• **About this exercise**
Retype, word for word, each line between the lines holding "pub(crate) fn clock_icon()" and "#[function_component(CircleIcon)]", inclusive, and leave the rest of the data alone.

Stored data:
-------

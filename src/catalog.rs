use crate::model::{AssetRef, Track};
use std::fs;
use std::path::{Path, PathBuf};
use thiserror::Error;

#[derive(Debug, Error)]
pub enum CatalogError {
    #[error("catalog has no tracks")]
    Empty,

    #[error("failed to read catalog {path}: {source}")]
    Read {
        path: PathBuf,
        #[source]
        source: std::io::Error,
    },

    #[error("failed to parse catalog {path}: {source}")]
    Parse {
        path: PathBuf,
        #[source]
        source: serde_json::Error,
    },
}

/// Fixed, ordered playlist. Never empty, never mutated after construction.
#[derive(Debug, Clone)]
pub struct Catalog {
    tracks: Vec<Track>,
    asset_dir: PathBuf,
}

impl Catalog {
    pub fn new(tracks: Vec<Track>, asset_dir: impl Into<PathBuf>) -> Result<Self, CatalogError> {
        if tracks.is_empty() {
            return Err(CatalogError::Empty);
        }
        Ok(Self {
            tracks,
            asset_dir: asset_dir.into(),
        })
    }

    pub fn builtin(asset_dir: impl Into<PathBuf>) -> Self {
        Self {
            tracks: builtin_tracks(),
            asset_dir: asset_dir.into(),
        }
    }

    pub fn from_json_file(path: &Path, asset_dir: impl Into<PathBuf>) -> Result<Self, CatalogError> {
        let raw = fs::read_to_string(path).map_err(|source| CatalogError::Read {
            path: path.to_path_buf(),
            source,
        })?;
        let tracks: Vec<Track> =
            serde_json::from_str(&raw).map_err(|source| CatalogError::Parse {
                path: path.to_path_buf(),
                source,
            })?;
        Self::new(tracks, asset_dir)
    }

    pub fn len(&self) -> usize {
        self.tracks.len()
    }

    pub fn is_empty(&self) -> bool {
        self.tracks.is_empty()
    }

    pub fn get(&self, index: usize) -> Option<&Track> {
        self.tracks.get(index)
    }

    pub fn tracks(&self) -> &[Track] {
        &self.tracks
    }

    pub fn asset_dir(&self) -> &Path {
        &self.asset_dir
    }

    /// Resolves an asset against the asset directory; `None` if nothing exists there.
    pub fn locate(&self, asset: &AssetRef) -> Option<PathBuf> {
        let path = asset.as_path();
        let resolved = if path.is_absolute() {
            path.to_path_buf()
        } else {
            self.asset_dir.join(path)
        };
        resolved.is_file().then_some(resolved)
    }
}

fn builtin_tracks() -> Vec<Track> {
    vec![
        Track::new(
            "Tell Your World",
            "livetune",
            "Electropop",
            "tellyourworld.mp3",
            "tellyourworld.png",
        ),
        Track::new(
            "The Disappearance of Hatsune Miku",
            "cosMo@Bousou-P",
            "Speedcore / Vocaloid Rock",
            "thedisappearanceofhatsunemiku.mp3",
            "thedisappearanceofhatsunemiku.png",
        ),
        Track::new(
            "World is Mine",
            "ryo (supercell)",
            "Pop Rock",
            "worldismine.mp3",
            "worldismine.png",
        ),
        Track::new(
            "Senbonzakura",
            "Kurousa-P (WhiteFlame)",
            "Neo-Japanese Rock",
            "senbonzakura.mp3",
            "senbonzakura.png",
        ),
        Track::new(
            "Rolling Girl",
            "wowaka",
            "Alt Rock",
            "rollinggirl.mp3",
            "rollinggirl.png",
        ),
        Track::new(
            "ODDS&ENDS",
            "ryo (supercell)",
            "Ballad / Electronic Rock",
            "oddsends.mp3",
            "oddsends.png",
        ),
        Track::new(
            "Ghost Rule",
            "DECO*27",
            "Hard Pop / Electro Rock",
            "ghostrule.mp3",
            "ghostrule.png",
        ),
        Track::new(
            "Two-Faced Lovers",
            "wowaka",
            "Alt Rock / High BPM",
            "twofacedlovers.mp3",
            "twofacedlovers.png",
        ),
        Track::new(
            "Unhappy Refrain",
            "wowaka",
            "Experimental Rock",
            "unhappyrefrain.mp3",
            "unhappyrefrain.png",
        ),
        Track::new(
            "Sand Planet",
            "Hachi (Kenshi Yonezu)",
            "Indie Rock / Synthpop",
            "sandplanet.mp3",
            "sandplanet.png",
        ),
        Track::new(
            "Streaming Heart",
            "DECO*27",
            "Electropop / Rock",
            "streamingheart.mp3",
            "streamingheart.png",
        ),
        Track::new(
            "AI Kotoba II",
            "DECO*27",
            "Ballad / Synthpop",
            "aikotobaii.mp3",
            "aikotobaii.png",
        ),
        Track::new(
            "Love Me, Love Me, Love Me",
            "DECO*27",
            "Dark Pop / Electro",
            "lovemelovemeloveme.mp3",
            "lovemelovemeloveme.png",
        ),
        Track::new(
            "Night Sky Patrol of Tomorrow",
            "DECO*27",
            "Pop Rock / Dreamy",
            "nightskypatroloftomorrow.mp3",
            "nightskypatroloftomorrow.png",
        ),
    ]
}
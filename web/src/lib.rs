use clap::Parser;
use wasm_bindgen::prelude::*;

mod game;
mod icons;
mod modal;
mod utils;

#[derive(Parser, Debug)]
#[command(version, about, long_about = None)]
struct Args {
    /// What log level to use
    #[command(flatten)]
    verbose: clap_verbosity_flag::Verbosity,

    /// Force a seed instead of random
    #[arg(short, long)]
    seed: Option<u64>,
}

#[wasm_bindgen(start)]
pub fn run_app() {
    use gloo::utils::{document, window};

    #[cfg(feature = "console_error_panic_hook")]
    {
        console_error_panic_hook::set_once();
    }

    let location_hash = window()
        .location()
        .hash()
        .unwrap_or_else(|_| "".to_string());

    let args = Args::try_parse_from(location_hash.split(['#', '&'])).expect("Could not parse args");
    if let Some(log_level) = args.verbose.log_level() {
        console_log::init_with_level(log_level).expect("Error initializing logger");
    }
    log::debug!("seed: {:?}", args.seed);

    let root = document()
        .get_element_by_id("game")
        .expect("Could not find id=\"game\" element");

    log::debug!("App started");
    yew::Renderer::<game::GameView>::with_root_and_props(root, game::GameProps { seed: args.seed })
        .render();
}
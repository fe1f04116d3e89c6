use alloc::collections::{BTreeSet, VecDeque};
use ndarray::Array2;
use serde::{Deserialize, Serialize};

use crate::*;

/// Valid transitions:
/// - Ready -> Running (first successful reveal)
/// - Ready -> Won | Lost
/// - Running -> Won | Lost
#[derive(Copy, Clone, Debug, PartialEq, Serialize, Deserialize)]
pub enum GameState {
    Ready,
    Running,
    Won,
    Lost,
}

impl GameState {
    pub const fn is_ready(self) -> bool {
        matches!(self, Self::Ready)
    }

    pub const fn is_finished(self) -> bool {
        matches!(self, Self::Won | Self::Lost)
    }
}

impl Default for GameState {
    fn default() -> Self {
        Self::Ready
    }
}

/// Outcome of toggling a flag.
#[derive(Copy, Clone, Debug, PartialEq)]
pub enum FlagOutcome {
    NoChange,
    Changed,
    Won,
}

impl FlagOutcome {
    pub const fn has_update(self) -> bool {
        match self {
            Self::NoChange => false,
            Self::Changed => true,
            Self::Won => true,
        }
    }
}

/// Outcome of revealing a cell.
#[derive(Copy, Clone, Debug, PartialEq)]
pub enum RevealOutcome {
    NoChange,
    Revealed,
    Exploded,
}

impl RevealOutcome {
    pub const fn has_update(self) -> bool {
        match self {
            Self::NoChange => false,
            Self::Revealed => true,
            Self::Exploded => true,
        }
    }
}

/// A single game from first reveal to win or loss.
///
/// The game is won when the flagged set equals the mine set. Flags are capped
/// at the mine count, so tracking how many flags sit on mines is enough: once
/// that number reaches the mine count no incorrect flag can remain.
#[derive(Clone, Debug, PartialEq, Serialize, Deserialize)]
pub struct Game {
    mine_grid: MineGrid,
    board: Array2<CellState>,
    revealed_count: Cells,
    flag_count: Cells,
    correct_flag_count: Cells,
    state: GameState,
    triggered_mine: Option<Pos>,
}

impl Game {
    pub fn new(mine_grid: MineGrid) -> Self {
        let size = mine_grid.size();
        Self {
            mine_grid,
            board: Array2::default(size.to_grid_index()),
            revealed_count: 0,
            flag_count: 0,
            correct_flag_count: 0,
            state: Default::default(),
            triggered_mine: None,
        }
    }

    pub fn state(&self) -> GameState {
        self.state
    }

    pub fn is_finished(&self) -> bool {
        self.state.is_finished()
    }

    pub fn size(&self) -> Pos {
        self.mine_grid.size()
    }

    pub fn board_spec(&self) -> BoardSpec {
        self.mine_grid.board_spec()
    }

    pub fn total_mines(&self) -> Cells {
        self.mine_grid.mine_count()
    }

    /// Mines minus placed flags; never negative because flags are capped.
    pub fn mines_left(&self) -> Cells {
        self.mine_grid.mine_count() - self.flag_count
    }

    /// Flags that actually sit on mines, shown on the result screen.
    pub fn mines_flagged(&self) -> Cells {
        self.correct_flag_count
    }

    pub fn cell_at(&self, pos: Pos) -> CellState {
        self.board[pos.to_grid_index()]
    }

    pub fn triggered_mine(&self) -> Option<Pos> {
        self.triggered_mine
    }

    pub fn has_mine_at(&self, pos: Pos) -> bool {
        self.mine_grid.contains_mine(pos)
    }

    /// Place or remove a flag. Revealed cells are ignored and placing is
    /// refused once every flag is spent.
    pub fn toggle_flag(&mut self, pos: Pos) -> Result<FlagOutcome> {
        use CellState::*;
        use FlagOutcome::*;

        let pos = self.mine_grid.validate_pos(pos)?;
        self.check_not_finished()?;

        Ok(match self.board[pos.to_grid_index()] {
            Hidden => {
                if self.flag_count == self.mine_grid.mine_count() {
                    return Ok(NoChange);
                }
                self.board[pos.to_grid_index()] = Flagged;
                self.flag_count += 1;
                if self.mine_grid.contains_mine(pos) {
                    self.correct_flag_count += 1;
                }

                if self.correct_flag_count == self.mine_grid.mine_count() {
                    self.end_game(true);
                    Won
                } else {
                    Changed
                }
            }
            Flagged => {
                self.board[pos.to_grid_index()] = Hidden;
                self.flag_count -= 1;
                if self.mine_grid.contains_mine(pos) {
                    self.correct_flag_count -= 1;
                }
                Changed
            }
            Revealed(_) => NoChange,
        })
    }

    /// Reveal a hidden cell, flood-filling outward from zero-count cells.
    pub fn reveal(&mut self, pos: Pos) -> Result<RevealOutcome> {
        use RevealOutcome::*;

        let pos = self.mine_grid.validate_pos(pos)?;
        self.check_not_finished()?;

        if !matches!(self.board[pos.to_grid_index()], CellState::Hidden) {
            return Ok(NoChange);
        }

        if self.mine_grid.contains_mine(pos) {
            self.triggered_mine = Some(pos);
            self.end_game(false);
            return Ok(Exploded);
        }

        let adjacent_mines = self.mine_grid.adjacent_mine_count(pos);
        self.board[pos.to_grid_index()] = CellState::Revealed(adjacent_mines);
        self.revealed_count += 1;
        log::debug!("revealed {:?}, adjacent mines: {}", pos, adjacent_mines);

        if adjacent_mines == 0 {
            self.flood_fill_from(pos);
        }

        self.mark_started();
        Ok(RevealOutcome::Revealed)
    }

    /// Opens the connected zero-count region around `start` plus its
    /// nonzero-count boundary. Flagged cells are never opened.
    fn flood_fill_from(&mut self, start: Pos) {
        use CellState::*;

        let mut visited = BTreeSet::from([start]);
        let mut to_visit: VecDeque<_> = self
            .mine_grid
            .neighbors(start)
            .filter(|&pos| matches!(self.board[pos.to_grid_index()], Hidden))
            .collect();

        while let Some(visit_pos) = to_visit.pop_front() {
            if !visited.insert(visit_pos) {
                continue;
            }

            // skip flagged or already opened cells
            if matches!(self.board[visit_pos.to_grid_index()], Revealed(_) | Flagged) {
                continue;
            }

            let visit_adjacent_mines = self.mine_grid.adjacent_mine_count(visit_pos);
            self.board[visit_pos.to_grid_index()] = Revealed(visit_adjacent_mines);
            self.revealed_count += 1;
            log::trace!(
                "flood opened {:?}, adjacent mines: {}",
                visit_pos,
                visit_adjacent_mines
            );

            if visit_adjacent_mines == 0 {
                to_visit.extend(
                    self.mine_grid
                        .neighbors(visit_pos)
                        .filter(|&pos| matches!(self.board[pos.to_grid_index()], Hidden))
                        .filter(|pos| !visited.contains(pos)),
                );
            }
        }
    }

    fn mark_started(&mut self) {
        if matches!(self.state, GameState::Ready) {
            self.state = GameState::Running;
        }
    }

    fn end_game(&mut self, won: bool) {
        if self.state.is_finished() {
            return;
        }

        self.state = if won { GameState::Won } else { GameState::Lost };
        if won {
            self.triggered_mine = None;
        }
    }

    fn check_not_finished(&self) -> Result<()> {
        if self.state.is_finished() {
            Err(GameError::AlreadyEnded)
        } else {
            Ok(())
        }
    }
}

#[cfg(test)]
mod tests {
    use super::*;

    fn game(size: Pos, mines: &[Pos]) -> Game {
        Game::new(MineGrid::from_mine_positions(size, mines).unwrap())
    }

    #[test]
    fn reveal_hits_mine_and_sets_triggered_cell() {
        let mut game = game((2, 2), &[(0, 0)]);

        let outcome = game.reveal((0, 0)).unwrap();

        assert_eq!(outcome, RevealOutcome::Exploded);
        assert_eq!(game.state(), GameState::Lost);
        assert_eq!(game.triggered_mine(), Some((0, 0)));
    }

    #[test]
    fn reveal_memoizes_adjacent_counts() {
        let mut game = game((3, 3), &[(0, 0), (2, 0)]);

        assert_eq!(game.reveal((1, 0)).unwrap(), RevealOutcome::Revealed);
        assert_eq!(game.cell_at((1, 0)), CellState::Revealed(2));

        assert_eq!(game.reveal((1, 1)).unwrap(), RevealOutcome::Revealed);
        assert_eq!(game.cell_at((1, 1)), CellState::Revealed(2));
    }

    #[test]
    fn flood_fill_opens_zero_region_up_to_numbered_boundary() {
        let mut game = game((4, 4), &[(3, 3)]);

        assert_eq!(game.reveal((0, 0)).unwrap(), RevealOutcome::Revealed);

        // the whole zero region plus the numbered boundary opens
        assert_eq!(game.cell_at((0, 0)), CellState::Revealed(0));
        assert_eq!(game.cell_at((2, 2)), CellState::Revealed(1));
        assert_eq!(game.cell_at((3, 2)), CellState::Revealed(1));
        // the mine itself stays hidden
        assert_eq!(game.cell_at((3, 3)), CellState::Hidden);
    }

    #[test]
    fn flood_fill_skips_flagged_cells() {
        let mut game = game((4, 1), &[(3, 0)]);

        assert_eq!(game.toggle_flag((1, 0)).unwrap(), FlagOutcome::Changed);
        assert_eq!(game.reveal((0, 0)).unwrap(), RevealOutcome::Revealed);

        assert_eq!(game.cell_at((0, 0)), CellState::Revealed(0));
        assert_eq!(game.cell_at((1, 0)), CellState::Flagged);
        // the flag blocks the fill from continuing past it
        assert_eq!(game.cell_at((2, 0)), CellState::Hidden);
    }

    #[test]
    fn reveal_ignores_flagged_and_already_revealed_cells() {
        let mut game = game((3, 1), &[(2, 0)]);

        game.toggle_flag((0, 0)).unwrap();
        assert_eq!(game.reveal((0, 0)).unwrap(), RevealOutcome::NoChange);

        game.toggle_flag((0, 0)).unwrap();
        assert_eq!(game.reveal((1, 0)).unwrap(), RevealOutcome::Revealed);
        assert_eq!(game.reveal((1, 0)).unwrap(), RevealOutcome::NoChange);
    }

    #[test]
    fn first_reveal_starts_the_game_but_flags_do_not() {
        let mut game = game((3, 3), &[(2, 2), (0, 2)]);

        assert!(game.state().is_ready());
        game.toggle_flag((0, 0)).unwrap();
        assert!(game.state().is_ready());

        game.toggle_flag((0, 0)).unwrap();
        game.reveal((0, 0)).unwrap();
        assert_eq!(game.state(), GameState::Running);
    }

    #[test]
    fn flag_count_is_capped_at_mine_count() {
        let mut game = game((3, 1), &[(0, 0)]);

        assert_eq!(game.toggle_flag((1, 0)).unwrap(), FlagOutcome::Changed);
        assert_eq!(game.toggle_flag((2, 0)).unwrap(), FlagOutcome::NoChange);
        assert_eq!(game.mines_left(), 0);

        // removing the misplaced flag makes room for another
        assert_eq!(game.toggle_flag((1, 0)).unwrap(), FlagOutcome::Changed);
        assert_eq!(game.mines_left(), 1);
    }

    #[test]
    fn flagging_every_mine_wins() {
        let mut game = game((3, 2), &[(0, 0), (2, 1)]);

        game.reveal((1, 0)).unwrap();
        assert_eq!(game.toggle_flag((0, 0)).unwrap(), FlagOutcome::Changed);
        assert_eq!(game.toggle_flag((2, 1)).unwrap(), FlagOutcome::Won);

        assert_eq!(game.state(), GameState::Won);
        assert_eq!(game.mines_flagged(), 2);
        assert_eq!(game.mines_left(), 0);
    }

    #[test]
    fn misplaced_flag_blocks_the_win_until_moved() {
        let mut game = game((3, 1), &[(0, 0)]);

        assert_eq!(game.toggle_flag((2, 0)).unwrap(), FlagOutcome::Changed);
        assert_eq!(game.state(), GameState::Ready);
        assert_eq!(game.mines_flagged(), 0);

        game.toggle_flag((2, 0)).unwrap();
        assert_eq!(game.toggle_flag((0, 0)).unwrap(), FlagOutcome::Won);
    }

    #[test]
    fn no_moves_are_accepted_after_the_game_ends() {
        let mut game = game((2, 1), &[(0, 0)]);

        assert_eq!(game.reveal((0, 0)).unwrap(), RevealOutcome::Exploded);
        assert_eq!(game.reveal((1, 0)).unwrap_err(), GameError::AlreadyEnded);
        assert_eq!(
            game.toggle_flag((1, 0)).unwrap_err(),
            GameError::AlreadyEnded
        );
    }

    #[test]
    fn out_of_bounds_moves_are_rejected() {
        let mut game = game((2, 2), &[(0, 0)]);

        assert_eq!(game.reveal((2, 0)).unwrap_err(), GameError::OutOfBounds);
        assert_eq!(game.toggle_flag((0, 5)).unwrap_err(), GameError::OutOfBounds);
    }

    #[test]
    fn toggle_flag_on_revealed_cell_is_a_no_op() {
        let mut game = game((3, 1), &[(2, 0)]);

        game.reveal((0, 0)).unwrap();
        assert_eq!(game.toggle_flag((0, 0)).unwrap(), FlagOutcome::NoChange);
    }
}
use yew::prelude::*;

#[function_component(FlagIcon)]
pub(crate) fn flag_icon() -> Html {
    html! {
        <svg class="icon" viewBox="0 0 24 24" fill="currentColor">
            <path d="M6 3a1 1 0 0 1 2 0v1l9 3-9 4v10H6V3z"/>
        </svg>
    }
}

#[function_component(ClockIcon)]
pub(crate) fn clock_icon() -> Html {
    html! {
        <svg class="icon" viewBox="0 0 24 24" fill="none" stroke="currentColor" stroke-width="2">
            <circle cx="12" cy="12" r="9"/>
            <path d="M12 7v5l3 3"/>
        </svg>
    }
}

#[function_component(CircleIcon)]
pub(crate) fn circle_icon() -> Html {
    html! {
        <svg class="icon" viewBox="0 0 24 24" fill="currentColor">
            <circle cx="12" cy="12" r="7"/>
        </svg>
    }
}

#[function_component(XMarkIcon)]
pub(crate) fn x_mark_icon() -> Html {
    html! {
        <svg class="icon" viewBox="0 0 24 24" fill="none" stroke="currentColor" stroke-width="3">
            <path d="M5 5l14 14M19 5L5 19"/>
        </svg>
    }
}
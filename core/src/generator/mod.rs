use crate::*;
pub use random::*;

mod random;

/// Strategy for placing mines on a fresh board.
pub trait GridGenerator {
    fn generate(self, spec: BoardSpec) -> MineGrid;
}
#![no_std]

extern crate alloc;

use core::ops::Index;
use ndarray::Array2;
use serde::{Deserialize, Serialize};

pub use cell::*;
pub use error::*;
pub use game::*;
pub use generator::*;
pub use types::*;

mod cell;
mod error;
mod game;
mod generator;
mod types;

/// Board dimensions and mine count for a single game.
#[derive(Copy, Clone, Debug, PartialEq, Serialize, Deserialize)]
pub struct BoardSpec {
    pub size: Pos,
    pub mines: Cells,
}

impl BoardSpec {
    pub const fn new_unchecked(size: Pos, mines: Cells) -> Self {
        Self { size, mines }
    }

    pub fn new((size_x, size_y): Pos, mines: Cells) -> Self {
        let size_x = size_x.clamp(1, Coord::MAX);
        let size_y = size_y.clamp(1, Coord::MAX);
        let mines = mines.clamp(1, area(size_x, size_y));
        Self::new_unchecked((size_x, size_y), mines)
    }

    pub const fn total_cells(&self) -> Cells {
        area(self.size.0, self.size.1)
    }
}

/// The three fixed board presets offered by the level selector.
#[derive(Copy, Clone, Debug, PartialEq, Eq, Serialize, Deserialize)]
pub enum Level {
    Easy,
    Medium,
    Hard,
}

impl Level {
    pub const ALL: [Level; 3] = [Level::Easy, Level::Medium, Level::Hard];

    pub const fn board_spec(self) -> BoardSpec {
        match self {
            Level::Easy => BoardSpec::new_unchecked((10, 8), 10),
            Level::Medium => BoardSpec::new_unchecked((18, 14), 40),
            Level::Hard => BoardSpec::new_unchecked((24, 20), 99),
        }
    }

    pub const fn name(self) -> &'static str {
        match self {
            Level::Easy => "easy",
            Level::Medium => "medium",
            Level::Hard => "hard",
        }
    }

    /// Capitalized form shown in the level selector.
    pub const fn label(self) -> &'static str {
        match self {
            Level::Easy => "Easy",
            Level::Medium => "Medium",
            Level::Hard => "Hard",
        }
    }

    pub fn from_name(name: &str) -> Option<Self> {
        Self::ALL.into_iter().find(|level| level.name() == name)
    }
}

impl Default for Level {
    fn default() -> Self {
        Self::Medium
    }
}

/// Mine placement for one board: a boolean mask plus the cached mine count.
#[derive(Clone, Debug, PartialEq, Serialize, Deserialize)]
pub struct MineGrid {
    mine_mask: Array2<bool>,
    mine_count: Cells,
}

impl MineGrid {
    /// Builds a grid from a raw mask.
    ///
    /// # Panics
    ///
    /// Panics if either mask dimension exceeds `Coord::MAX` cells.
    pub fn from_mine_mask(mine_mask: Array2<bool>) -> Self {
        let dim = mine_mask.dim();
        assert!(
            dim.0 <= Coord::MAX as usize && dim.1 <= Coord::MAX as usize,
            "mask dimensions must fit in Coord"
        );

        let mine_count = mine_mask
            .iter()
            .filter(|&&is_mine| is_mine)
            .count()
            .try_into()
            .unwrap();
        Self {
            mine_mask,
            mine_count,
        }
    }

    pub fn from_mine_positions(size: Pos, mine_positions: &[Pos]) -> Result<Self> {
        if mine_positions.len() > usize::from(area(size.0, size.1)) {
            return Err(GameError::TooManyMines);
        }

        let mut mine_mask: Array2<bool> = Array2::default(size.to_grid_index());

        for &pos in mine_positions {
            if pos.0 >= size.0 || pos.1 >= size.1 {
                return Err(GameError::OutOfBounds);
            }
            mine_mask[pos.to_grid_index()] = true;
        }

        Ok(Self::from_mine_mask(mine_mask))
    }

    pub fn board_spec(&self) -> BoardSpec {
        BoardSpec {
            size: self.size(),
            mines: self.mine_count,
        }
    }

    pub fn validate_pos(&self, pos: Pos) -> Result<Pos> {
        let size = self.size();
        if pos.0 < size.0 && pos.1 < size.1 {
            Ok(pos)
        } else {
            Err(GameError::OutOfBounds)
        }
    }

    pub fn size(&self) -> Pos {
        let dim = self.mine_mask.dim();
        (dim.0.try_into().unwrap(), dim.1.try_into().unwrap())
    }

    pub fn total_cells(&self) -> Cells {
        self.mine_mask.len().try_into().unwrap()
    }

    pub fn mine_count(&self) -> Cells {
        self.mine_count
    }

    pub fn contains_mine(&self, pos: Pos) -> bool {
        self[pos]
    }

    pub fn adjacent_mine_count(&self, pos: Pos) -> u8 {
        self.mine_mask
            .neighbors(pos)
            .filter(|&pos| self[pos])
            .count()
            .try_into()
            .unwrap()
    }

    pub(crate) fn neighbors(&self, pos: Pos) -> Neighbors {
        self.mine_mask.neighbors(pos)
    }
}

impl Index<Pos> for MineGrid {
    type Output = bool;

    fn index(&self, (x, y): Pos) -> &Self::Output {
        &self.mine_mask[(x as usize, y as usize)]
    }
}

-------

• **Reply**
pub(crate) fn clock_icon() -> Html {
    html! {
        <svg class="icon" viewBox="0 0 24 24" fill="none" stroke="currentColor" stroke-width="2">
            <circle cx="12" cy="12" r="9"/>
            <path d="M12 7v5l3 3"/>
        </svg>
    }
}

#[function_component(CircleIcon)]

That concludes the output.